During the Stephen Harper-led Conservative government tenure, the Government of Canada refused to endorse the program. The Public Health Agency of Canada (PHAC) released a statement saying more evaluation is needed to determine the feasibility, long-term sustainability, safety and effectiveness of new prevention technologies such as "Treatment as Prevention" in Canada and globally" and indicated that it is monitoring the results of pilot studies and randomized control trials. However, under the Liberal Government, Health Canada reversed its previous opinion and treatment as prevention is now endorsed by the agency.

This followed after years of frustrated advocacy by Montaner who stated his belief in 2012 that the stigmas associated with the transmission routes of HIV are responsible for the Canadian government's hesitancy to embrace the strategy in an interview with the Globe and Mail. In an interview with Positive Live in the same year, he stated that "Canada has this amazing made-in-Canada strategy that has now been recognized by Science as the number one scientific breakthrough for 2011. The New York Times has written about it. You name it. It’s all over the place. And I cannot get five minutes audience with the federal government to say – you know how come it‘s so easy to have a national strategy about childhood obesity, prostate cancer, breast cancer – and AIDS, we have a made-in-Canada strategy that can fix it that cannot be sorted out."

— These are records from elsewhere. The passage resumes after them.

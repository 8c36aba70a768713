//! Shared fixtures for use-case and API tests.
//!
//! The in-memory repo mirrors the Postgres store's observable behavior:
//! monotonically assigned ids, insertion order, store-managed timestamps,
//! merge semantics. It also counts attack-name queries so tests can assert
//! how many store round trips a computation issued.

use std::sync::atomic::{AtomicI64, AtomicUsize, Ordering};
use std::sync::{Arc, Mutex};

use async_trait::async_trait;
use chrono::Utc;

use crate::infrastructure::ports::{
    ArtifactError, ArtifactStore, NewPokemon, PokemonPatch, PokemonRepo, RepoError,
};
use crate::use_cases::CreatePokemon;
use pokedex_domain::{Attack, Pokemon, PokemonId, Resistance, Weakness};

/// A creation payload with the catalog's canonical sample shape.
pub fn sample_payload(name: &str) -> CreatePokemon {
    CreatePokemon {
        name: name.to_string(),
        health: 100,
        rarity: Some("Rare".to_string()),
        attack: Attack {
            name: "THUNDER_SHOCK".to_string(),
            damage: 40,
        },
        weakness: Weakness {
            name: "FIRE_BLAST".to_string(),
            multiplier: 2.0,
        },
        resistance: Some(Resistance {
            name: "WATER_GUN".to_string(),
            value: 20,
        }),
    }
}

/// Insert-shaped sibling of [`sample_payload`].
pub fn sample_new(name: &str) -> NewPokemon {
    let payload = sample_payload(name);
    NewPokemon {
        name: payload.name,
        health: payload.health,
        rarity: payload.rarity,
        artifact_ref: None,
        attack: payload.attack,
        weakness: payload.weakness,
        resistance: payload.resistance,
    }
}

/// In-memory record store.
pub struct InMemoryPokemonRepo {
    records: Mutex<Vec<Pokemon>>,
    next_id: AtomicI64,
    attack_queries: AtomicUsize,
}

impl InMemoryPokemonRepo {
    pub fn new() -> Self {
        Self {
            records: Mutex::new(Vec::new()),
            next_id: AtomicI64::new(1),
            attack_queries: AtomicUsize::new(0),
        }
    }

    /// Synchronously insert a record, as if it had been created earlier.
    pub fn seed(&self, new: NewPokemon) -> Pokemon {
        let now = Utc::now();
        let pokemon = Pokemon {
            id: PokemonId::new(self.next_id.fetch_add(1, Ordering::SeqCst)),
            name: new.name,
            health: new.health,
            rarity: new.rarity,
            artifact_ref: new.artifact_ref,
            attack: new.attack,
            weakness: new.weakness,
            resistance: new.resistance,
            created_at: now,
            updated_at: now,
        };
        self.records
            .lock()
            .expect("fixture lock")
            .push(pokemon.clone());
        pokemon
    }

    pub fn len(&self) -> usize {
        self.records.lock().expect("fixture lock").len()
    }

    /// How many attack-name containment queries have been issued.
    pub fn attack_query_count(&self) -> usize {
        self.attack_queries.load(Ordering::SeqCst)
    }
}

#[async_trait]
impl PokemonRepo for InMemoryPokemonRepo {
    async fn insert(&self, new: NewPokemon) -> Result<Pokemon, RepoError> {
        Ok(self.seed(new))
    }

    async fn merge(
        &self,
        id: PokemonId,
        patch: PokemonPatch,
    ) -> Result<Option<Pokemon>, RepoError> {
        let mut records = self.records.lock().expect("fixture lock");
        let Some(record) = records.iter_mut().find(|p| p.id == id) else {
            return Ok(None);
        };

        if let Some(name) = patch.name {
            record.name = name;
        }
        if let Some(health) = patch.health {
            record.health = health;
        }
        if let Some(rarity) = patch.rarity {
            record.rarity = Some(rarity);
        }
        if let Some(artifact_ref) = patch.artifact_ref {
            record.artifact_ref = Some(artifact_ref);
        }
        if let Some(attack) = patch.attack {
            record.attack = attack;
        }
        if let Some(weakness) = patch.weakness {
            record.weakness = weakness;
        }
        if let Some(resistance) = patch.resistance {
            record.resistance = Some(resistance);
        }
        record.updated_at = Utc::now();

        Ok(Some(record.clone()))
    }

    async fn get(&self, id: PokemonId) -> Result<Option<Pokemon>, RepoError> {
        let records = self.records.lock().expect("fixture lock");
        Ok(records.iter().find(|p| p.id == id).cloned())
    }

    async fn delete(&self, id: PokemonId) -> Result<u64, RepoError> {
        let mut records = self.records.lock().expect("fixture lock");
        let before = records.len();
        records.retain(|p| p.id != id);
        Ok((before - records.len()) as u64)
    }

    async fn find_by_name(&self, name: &str) -> Result<Option<Pokemon>, RepoError> {
        let records = self.records.lock().expect("fixture lock");
        Ok(records.iter().find(|p| p.name == name).cloned())
    }

    async fn find_by_rarity(&self, rarity: &str) -> Result<Vec<Pokemon>, RepoError> {
        let records = self.records.lock().expect("fixture lock");
        Ok(records
            .iter()
            .filter(|p| p.rarity.as_deref() == Some(rarity))
            .cloned()
            .collect())
    }

    async fn find_page(&self, limit: u32, offset: u32) -> Result<Vec<Pokemon>, RepoError> {
        let records = self.records.lock().expect("fixture lock");
        Ok(records
            .iter()
            .skip(offset as usize)
            .take(limit as usize)
            .cloned()
            .collect())
    }

    async fn find_by_attack_name(&self, move_name: &str) -> Result<Vec<Pokemon>, RepoError> {
        self.attack_queries.fetch_add(1, Ordering::SeqCst);
        let records = self.records.lock().expect("fixture lock");
        Ok(records
            .iter()
            .filter(|p| p.attack.name == move_name)
            .cloned()
            .collect())
    }
}

/// Artifact store fake that records uploads and hands back a stable URL.
pub struct RecordingArtifactStore {
    uploads: Mutex<Vec<String>>,
}

impl RecordingArtifactStore {
    pub fn new() -> Self {
        Self {
            uploads: Mutex::new(Vec::new()),
        }
    }

    pub fn upload_count(&self) -> usize {
        self.uploads.lock().expect("fixture lock").len()
    }
}

#[async_trait]
impl ArtifactStore for RecordingArtifactStore {
    async fn upload(&self, _payload: Vec<u8>, original_name: &str) -> Result<String, ArtifactError> {
        self.uploads
            .lock()
            .expect("fixture lock")
            .push(original_name.to_string());
        Ok(format!("https://artifacts.test/{original_name}"))
    }
}

/// An [`crate::App`] wired against the in-memory fixtures.
pub fn test_app() -> (Arc<crate::App>, Arc<InMemoryPokemonRepo>) {
    let repo = Arc::new(InMemoryPokemonRepo::new());
    let artifacts = Arc::new(RecordingArtifactStore::new());
    let app = Arc::new(crate::App::new(repo.clone(), artifacts));
    (app, repo)
}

== Honours and recognition ==
- 2009 – inducted in the Royal Society of Canada – The Academies of Arts, Humanities and Sciences (RSC).
- 2010 – Order of British Columbia in part for his work developing the Treatment as Prevention strategy, resulting in a decrease in HIV/AIDS infections and mortality.

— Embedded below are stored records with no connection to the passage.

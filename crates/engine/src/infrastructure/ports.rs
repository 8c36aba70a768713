//! Port traits for infrastructure boundaries.
//!
//! These are the ONLY abstractions in the engine. Everything else is
//! concrete types. Ports exist for:
//! - The record store (could swap Postgres -> something else)
//! - The artifact store (could swap the HTTP gateway -> AWS SDK)
//!
//! The engine performs no retries or local recovery on port failures; every
//! error is terminal for the current request and propagates to the caller.

use async_trait::async_trait;

use pokedex_domain::{Attack, Pokemon, PokemonId, Resistance, Weakness};

// =============================================================================
// Error Types
// =============================================================================

#[derive(Debug, thiserror::Error)]
pub enum RepoError {
    #[error("Not found")]
    NotFound,
    #[error("Database error: {0}")]
    Database(String),
    #[error("Serialization error: {0}")]
    Serialization(String),
}

#[derive(Debug, thiserror::Error)]
pub enum ArtifactError {
    #[error("Upload failed: {0}")]
    Upload(String),
    #[error("Artifact store unavailable")]
    Unavailable,
}

// =============================================================================
// Infrastructure Types
// =============================================================================

/// Fields for a new record; the store assigns id and timestamps.
#[derive(Debug, Clone, PartialEq)]
pub struct NewPokemon {
    pub name: String,
    pub health: i32,
    pub rarity: Option<String>,
    pub artifact_ref: Option<String>,
    pub attack: Attack,
    pub weakness: Weakness,
    pub resistance: Option<Resistance>,
}

/// Partial update. `None` fields keep their stored values; the store bumps
/// `updated_at` on every merge.
#[derive(Debug, Clone, Default, PartialEq)]
pub struct PokemonPatch {
    pub name: Option<String>,
    pub health: Option<i32>,
    pub rarity: Option<String>,
    pub artifact_ref: Option<String>,
    pub attack: Option<Attack>,
    pub weakness: Option<Weakness>,
    pub resistance: Option<Resistance>,
}

// =============================================================================
// Ports
// =============================================================================

/// Record store port.
///
/// `find_by_attack_name` is the structural-containment query: the match on
/// the nested `attack.name` field runs inside the store, not by loading the
/// catalog into application memory.
#[cfg_attr(test, mockall::automock)]
#[async_trait]
pub trait PokemonRepo: Send + Sync {
    // CRUD
    async fn insert(&self, new: NewPokemon) -> Result<Pokemon, RepoError>;
    async fn merge(&self, id: PokemonId, patch: PokemonPatch)
        -> Result<Option<Pokemon>, RepoError>;
    async fn get(&self, id: PokemonId) -> Result<Option<Pokemon>, RepoError>;
    /// Delete by id, returning the number of affected rows.
    async fn delete(&self, id: PokemonId) -> Result<u64, RepoError>;

    // Queries
    async fn find_by_name(&self, name: &str) -> Result<Option<Pokemon>, RepoError>;
    async fn find_by_rarity(&self, rarity: &str) -> Result<Vec<Pokemon>, RepoError>;
    /// Page of records in store-native (insertion) order.
    async fn find_page(&self, limit: u32, offset: u32) -> Result<Vec<Pokemon>, RepoError>;
    /// All records whose attack carries the given move name.
    async fn find_by_attack_name(&self, move_name: &str) -> Result<Vec<Pokemon>, RepoError>;
}

/// Artifact store port. Upload happens-before record persistence on create;
/// there is no compensating delete if the subsequent persist fails.
#[cfg_attr(test, mockall::automock)]
#[async_trait]
pub trait ArtifactStore: Send + Sync {
    /// Store the payload and return a stable public reference for it.
    async fn upload(&self, payload: Vec<u8>, original_name: &str) -> Result<String, ArtifactError>;
}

- 2010 – Doctor of Science Honoris causa from Simon Fraser University.
- 2010 – Albert Einstein World Award of Science, awarded as "means of recognition to those persons who have accomplished scientific and technological achievements which have brought progress to science and benefit to mankind" for his leadership and development of novel HIV treatment strategies with worldwide impact.
- 2010 – Inaugural Aubrey J. Tingle Prize from the Michael Smith Foundation for Health Research for his contributions to advances in treatment and care of people living with HIV.
- 2010 – Prix Galien Research Award for his role in altering the management of HIV positive patients and for his discovery leading to the introduction of HAART triple therapy as the standard of care for HIV/AIDS.
- 2011 – UBC Jacob Biely Prize awarded "yearly to an active faculty member for a distinguished record of research publication" for his extensive research in HIV/AIDS.
- 2012 – Grand Decoration of Honour for Services to the Republic of Austria from the president of Austria for his HIV/AIDS research and development of novel treatment strategies.
- 2012 – Queen Elizabeth II Diamond Jubilee Medal for his work in groundbreaking HIV Research and as "recognition for his outstanding commitment and contributions to end the epidemic and to improve the lives of people living with and affected by HIV, both in Canada and internationally." (Albert McNutt, chair of the Canadian AIDS Society board of directors).
- 2013 – HRF Medal of Honour for his leadership and commitment to advancing HIV/AIDS treatment worldwide and improving the lives of HIV positive individuals.
- 2013 – Frederic Newton Gibson (F.N.G.) Star presented annually by the Canadian Medical Association to "individuals who have made outstanding contributions to science, the fine arts or literature, or by achievements in serving humanity under conditions calling for courage or the endurance of hardship in the promotion of health or the saving of life, in advancing the humanitarian or cultural life of his or her community or in improving medical service in Canada" for creating a global prototype for HIV/AIDS control.